Quand on parle de greffe, on pense chirurgie, on n’imagine pas toute la prise en charge médicale qu’il y a en amont et en aval. Un peu frustrant?
Entendons-nous bien: s’il n’y avait pas de chirurgiens, il n’y aurait pas de greffe! Nous autres médecins spécialistes en transplantation assumons toute la préparation et le suivi du patient transplanté dès la sortie du bloc opératoire. Il faut bien comprendre qu’une greffe signifie un suivi médical à vie. Les médicaments immunosuppresseurs doivent être savamment ajustés pour prévenir un rejet tout en limitant leur toxicité. Cette dernière fait que la durée de vie d’un rein transplanté est limitée, 25-30 ans dans le meilleur des cas, parfois quelques années seulement. C’est alors un retour à la case départ pour le patient, la dialyse, l’attente d’une nouvelle greffe… D’où l’importance des recherches en immunologie, pour trouver des alternatives aux traitements immunosuppresseurs actuels. Les choses ont déjà énormément progressé: il y a 50 ans, il y avait près de 50% de rejet aigu dans la 1ère année post-greffe, aujourd’hui, c’est 10-15%.

Recommanderiez-vous la filière MD-PhD, la carrière de médecin chercheur?

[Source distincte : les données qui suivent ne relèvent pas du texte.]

#![cfg(not(tarpaulin_include))]

use clap::Parser;
use report_portal::daterange::DateRange;
use report_portal::payload::ReportRequest;
use report_portal::report::ReportView;

use std::fs;
use std::path::PathBuf;
use std::time::Instant;

/// Export a saved report payload to an Excel workbook.
#[derive(Parser, Debug)]
#[command(name = "report-cli", version)]
struct Args {
    /// JSON file holding `reportResponse`, `reportData` and `dateRange`
    payload: PathBuf,

    /// Directory the workbook is written to
    #[arg(long, default_value = ".")]
    out: PathBuf,

    /// Overrides the report title
    #[arg(long)]
    title: Option<String>,

    /// Overrides the start of the date range
    #[arg(long, requires = "to")]
    from: Option<String>,

    /// Overrides the end of the date range
    #[arg(long, requires = "from")]
    to: Option<String>,
}

fn main() -> Result<(), Box<dyn std::error::Error>> {
    env_logger::Builder::from_env(env_logger::Env::default().default_filter_or("info")).init();

    let args = Args::parse();
    let started = Instant::now();

    let raw = fs::read_to_string(&args.payload)?;
    let mut request: ReportRequest = serde_json::from_str(&raw)?;

    if let Some(title) = args.title {
        request
            .report_data
            .get_or_insert_with(Default::default)
            .sub_report_title = Some(title);
    }
    if let (Some(from), Some(to)) = (args.from, args.to) {
        request.date_range = Some(DateRange::new(from, to));
    }

    let view = ReportView::open(request)?;
    println!(
        "{}: {} rows x {} cols ({})",
        view.meta.heading(),
        view.grid.height(),
        view.grid.width(),
        view.date_range.label()
    );

    if view.grid.is_empty() {
        eprintln!("No records found, nothing to export");
        return Ok(());
    }

    let outcome = view.export()?;
    for warning in &outcome.warnings {
        eprintln!("warning: {}", warning);
    }

    let path = outcome.save_to(&args.out)?;
    println!(
        "Wrote {} ({} bytes) in {:.2}s",
        path.display(),
        outcome.bytes.len(),
        started.elapsed().as_secs_f64()
    );

    Ok(())
}
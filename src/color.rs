use lazy_static::lazy_static;
use regex::Regex;

lazy_static! {
    static ref RGBA_REGEX: Regex =
        Regex::new(r"^rgba?\(\s*(\d{1,3})\s*,\s*(\d{1,3})\s*,\s*(\d{1,3})").unwrap();
}

/// Page background for cells without a usable `bgColor`.
pub const DEFAULT_BACKGROUND: &str = "#fff";
/// Text color for cells without a usable `fontColor`.
pub const DEFAULT_FONT: &str = "#000";

/// Converts a backend `0xAARRGGBB` color into a CSS color.
///
/// Opaque colors become `#RRGGBB`; anything with partial alpha becomes
/// `rgba(r,g,b,a)` with the alpha rounded to two decimals. Returns `None`
/// for absent input or anything that is not exactly 8 hex digits once the
/// `0x` prefix is stripped.
pub fn convert_color(code: Option<&str>) -> Option<String> {
    let [a, r, g, b] = parse_argb(code?)?;

    if a == 255 {
        Some(format!("#{:02X}{:02X}{:02X}", r, g, b))
    } else {
        Some(format!("rgba({},{},{},{:.2})", r, g, b, a as f64 / 255.0))
    }
}

fn parse_argb(code: &str) -> Option<[u8; 4]> {
    let hex = code.strip_prefix("0x").unwrap_or(code);
    if hex.len() != 8 || !hex.bytes().all(|b| b.is_ascii_hexdigit()) {
        return None;
    }

    let mut bytes = [0u8; 4];
    for (i, byte) in bytes.iter_mut().enumerate() {
        *byte = u8::from_str_radix(&hex[i * 2..i * 2 + 2], 16).ok()?;
    }
    Some(bytes)
}

/// Re-encodes a CSS color produced by [`convert_color`] as spreadsheet ARGB.
///
/// Fills in the workbook are always opaque, so the alpha byte is forced to
/// `FF` whatever the CSS alpha was.
pub fn css_to_argb(css: &str) -> Option<String> {
    if let Some(hex) = css.strip_prefix('#') {
        if hex.len() == 6 && hex.bytes().all(|b| b.is_ascii_hexdigit()) {
            return Some(format!("FF{}", hex.to_ascii_uppercase()));
        }
        return None;
    }

    let caps = RGBA_REGEX.captures(css)?;
    let channel = |i: usize| caps.get(i)?.as_str().parse::<u8>().ok();
    Some(format!("FF{:02X}{:02X}{:02X}", channel(1)?, channel(2)?, channel(3)?))
}

/// Backend color straight to spreadsheet ARGB.
pub fn spreadsheet_argb(code: Option<&str>) -> Option<String> {
    css_to_argb(&convert_color(code)?)
}

/// `FFRRGGBB` to the `0xRRGGBB` integer the xlsx writer takes.
pub fn argb_to_rgb(argb: &str) -> Option<u32> {
    if argb.len() != 8 || !argb.is_ascii() {
        return None;
    }
    u32::from_str_radix(&argb[2..], 16).ok()
}

/// Only the `"bold"` style tag has an effect.
pub fn is_bold(font_style: Option<&str>) -> bool {
    font_style == Some("bold")
}

#[cfg(test)]
mod tests {
    use super::*;

    #[test]
    fn opaque_colors_become_hex() {
        assert_eq!(convert_color(Some("0xFFFF0000")).as_deref(), Some("#FF0000"));
        assert_eq!(convert_color(Some("0xff00ff7f")).as_deref(), Some("#00FF7F"));
    }

    #[test]
    fn partial_alpha_becomes_rgba() {
        assert_eq!(convert_color(Some("0x80FF0000")).as_deref(), Some("rgba(255,0,0,0.50)"));
        assert_eq!(convert_color(Some("0x00000000")).as_deref(), Some("rgba(0,0,0,0.00)"));
    }

    #[test]
    fn invalid_colors_are_none() {
        assert_eq!(convert_color(Some("notacolor")), None);
        assert_eq!(convert_color(Some("0xFF0000")), None);
        assert_eq!(convert_color(Some("0xGGFF0000")), None);
        assert_eq!(convert_color(Some("")), None);
        assert_eq!(convert_color(None), None);
    }

    #[test]
    fn css_back_to_argb() {
        assert_eq!(css_to_argb("#00FF00").as_deref(), Some("FF00FF00"));
        assert_eq!(css_to_argb("rgba(0,255,0,0.3)").as_deref(), Some("FF00FF00"));
        assert_eq!(css_to_argb("rgba(0, 255, 0, 0.3)").as_deref(), Some("FF00FF00"));
        assert_eq!(css_to_argb("rgb(16,32,48)").as_deref(), Some("FF102030"));
        assert_eq!(css_to_argb("red"), None);
        assert_eq!(css_to_argb("rgba(300,0,0,1)"), None);
    }

    #[test]
    fn backend_color_to_workbook_color() {
        assert_eq!(spreadsheet_argb(Some("0x4000FF00")).as_deref(), Some("FF00FF00"));
        assert_eq!(argb_to_rgb("FFFFA500"), Some(0xFFA500));
        assert_eq!(argb_to_rgb("FFA500"), None);
    }

    #[test]
    fn bold_flag() {
        assert!(is_bold(Some("bold")));
        assert!(!is_bold(Some("italic")));
        assert!(!is_bold(Some("BOLD")));
        assert!(!is_bold(None));
    }
}
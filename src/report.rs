use crate::daterange::DateRange;
use crate::error::{ExportError, ReportError};
use crate::export::{ExportGuard, ExportOutcome, export_report};
use crate::grid::{Grid, build_grid};
use crate::payload::{ReportMeta, ReportRequest};
use crate::render::ReportPage;

/// An opened report result: the grid is built once from the request and
/// never changes afterwards. Each view has its own export guard.
#[derive(Debug)]
pub struct ReportView {
    pub meta: ReportMeta,
    pub date_range: DateRange,
    pub grid: Grid,
    guard: ExportGuard,
}

impl ReportView {
    pub fn open(request: ReportRequest) -> Result<Self, ReportError> {
        let (meta, date_range, cells) = request.into_parts()?;
        let grid = build_grid(&cells);

        log::info!(
            "opened report '{}' ({} cells -> {}x{} grid)",
            meta.heading(),
            cells.len(),
            grid.height(),
            grid.width()
        );

        Ok(ReportView {
            meta,
            date_range,
            grid,
            guard: ExportGuard::default(),
        })
    }

    pub fn page<'a>(&'a self, export_url: &'a str) -> ReportPage<'a> {
        ReportPage::new(&self.meta, &self.date_range, &self.grid, export_url)
    }

    /// Runs an export unless one is already running for this view.
    pub fn export(&self) -> Result<ExportOutcome, ExportError> {
        let _ticket = self.guard.try_begin()?;
        export_report(&self.grid, self.meta.export_title(), &self.date_range)
    }

    pub fn export_guard(&self) -> &ExportGuard {
        &self.guard
    }
}

#[cfg(test)]
mod tests {
    use super::*;

    fn request(json: &str) -> ReportRequest {
        serde_json::from_str(json).unwrap()
    }

    #[test]
    fn opens_and_reconciles_records_before_headers() {
        let view = ReportView::open(request(
            r#"{
                "reportResponse": {"success": true, "records": {
                    "headers": [{"row": 0, "col": 0, "rowspan": 2, "value": "Region"}],
                    "records": [[{"row": 1, "col": 0, "value": "North"}]]
                }},
                "reportData": {"sub_report_title": "Regional Sales", "type": "Sales"},
                "dateRange": {"from": "01-03-2024", "to": "31-03-2024"}
            }"#,
        ))
        .unwrap();

        assert_eq!(view.grid.height(), 2);
        assert_eq!(view.grid.get(0, 0).unwrap().rowspan, 1);
        assert_eq!(view.grid.get(1, 0).unwrap().display_value(), "North");
        assert_eq!(view.date_range.label(), "01-03-2024 to 31-03-2024");
    }

    #[test]
    fn missing_records_give_empty_grid() {
        let view = ReportView::open(request(r#"{"reportResponse": {"success": true}, "reportData": {}}"#)).unwrap();
        assert!(view.grid.is_empty());
        assert!(matches!(view.export(), Err(ExportError::Empty)));
        assert!(!view.export_guard().is_busy());
    }

    #[test]
    fn oversized_report_is_not_opened() {
        let result = ReportView::open(request(
            r#"{"reportResponse": {"success": true, "records": {"records":
                {"row": 0, "col": 0, "rowspan": 4294967295, "colspan": 4294967295}}},
                "reportData": {}}"#,
        ));
        assert!(matches!(result, Err(ReportError::TooLarge { .. })));
    }

    #[test]
    fn export_refused_while_another_runs() {
        let view = ReportView::open(request(
            r#"{"reportResponse": {"success": true, "records": {"records": {"row": 0, "col": 0, "value": 1}}},
                "reportData": {}}"#,
        ))
        .unwrap();

        let running = view.export_guard().try_begin().unwrap();
        assert!(matches!(view.export(), Err(ExportError::InProgress)));
        drop(running);
        assert!(view.export().is_ok());
    }
}
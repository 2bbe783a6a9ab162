#![cfg(not(tarpaulin_include))]

use report_portal::app;
use report_portal::config::Config;

/// Main entry point for the report portal web application
///
/// Starts the server with configuration taken from the environment only
/// (`REPORT_PORTAL_HOST`, `REPORT_PORTAL_PORT`); log output is controlled
/// through `RUST_LOG`.
///
/// # Returns
/// * `Result<(), Box<dyn std::error::Error>>` - Success or error object
#[tokio::main]
async fn main() -> Result<(), Box<dyn std::error::Error>> {
    env_logger::Builder::from_env(env_logger::Env::default().default_filter_or("info")).init();

    let config = Config::from_env()?;
    app::run(config).await
}
//! Report generation against the reporting backend.
//!
//! A report is generated by calling its `endPoint` with the chosen period and
//! tenant. A successful response is opened as a [`ReportView`] exactly like a
//! response posted to `/api/reports`.

use reqwest::{Client, StatusCode, header};

use crate::daterange::DateRange;
use crate::error::GenerateError;
use crate::payload::{ReportMeta, ReportRequest, ReportResponse};
use crate::report::ReportView;

#[derive(Clone, Debug, Default)]
pub struct ReportBackend {
    base_url: String,
    client: Client,
}

impl ReportBackend {
    pub fn new(base_url: impl Into<String>) -> Self {
        ReportBackend {
            base_url: base_url.into(),
            client: Client::new(),
        }
    }

    /// Absolute endpoints are used as given; anything else is appended to
    /// the configured base URL.
    pub fn report_url(&self, endpoint: &str) -> String {
        if endpoint.starts_with("http") {
            endpoint.to_string()
        } else {
            format!("{}{}", self.base_url, endpoint)
        }
    }

    /// Fetches the report for `range` and opens it.
    pub async fn generate(&self, meta: ReportMeta, range: DateRange, token: &str) -> Result<ReportView, GenerateError> {
        let endpoint = meta
            .end_point
            .clone()
            .filter(|e| !e.is_empty())
            .ok_or(GenerateError::MissingEndpoint)?;
        let tenant_id = meta.tenant_id();

        let response = self.fetch(&endpoint, &range, tenant_id.as_deref(), token).await?;
        let view = ReportView::open(ReportRequest {
            report_response: Some(response),
            report_data: Some(meta),
            date_range: Some(range),
        })?;
        Ok(view)
    }

    /// `GET {endpoint}?startDate=..&endDate=..&tenant_id=..` with the
    /// caller's bearer token. Tenant headers are only sent when a tenant is
    /// known.
    pub async fn fetch(
        &self,
        endpoint: &str,
        range: &DateRange,
        tenant_id: Option<&str>,
        token: &str,
    ) -> Result<ReportResponse, GenerateError> {
        let url = self.report_url(endpoint);
        let mut query = vec![("startDate", range.from.as_str()), ("endDate", range.to.as_str())];
        let mut request = self
            .client
            .get(&url)
            .bearer_auth(token)
            .header(header::ACCEPT, "application/json");
        if let Some(tenant_id) = tenant_id {
            query.push(("tenant_id", tenant_id));
            request = request.header("X-Tenant-ID", tenant_id).header("tenant_id", tenant_id);
        }

        log::info!("requesting report {} ({})", url, range.label());
        let response = request.query(&query).send().await?;
        let status = response.status();
        let body = response.bytes().await?;

        match status {
            StatusCode::UNAUTHORIZED => return Err(GenerateError::SessionExpired),
            StatusCode::NOT_FOUND => return Err(GenerateError::NotFound),
            _ => {}
        }

        let parsed = serde_json::from_slice::<ReportResponse>(&body);
        if !status.is_success() {
            let message = parsed
                .ok()
                .and_then(|r| r.message)
                .filter(|m| !m.is_empty())
                .unwrap_or_else(|| format!("Error: {}", status.as_u16()));
            log::warn!("report backend answered {}: {}", status, message);
            return Err(GenerateError::Backend(message));
        }

        parsed.map_err(|e| {
            log::warn!("unreadable report response from {}: {}", url, e);
            GenerateError::Backend("Failed to generate report".to_string())
        })
    }
}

Sans doute, mais il faut avoir conscience des limites: après un MD-PhD, l’insertion dans la clinique, dans une clinique exigeante, est parfois délicate. Il est difficile de conserver du temps pour sa recherche. Il faut de la passion, certes, mais ce n’est pas suffisant, les structures doivent aussi être adaptées, il faut un environnement facilitant. Personnellement, j’ai eu de la chance, du soutien, mais on peut encore améliorer l’organisation au sein du CHUV et de la FBM. Je pense aussi qu’il est important d’avoir des intérêts en dehors de notre métier pour garder l’équilibre. En ce qui me concerne, je fais beaucoup de montagne, en haute altitude, et surtout sans téléphone. Je le fais pour le challenge et les paysages, somptueux. C’est d’avoir ce genre de boussole externe qui fait qu’on ne se perd pas.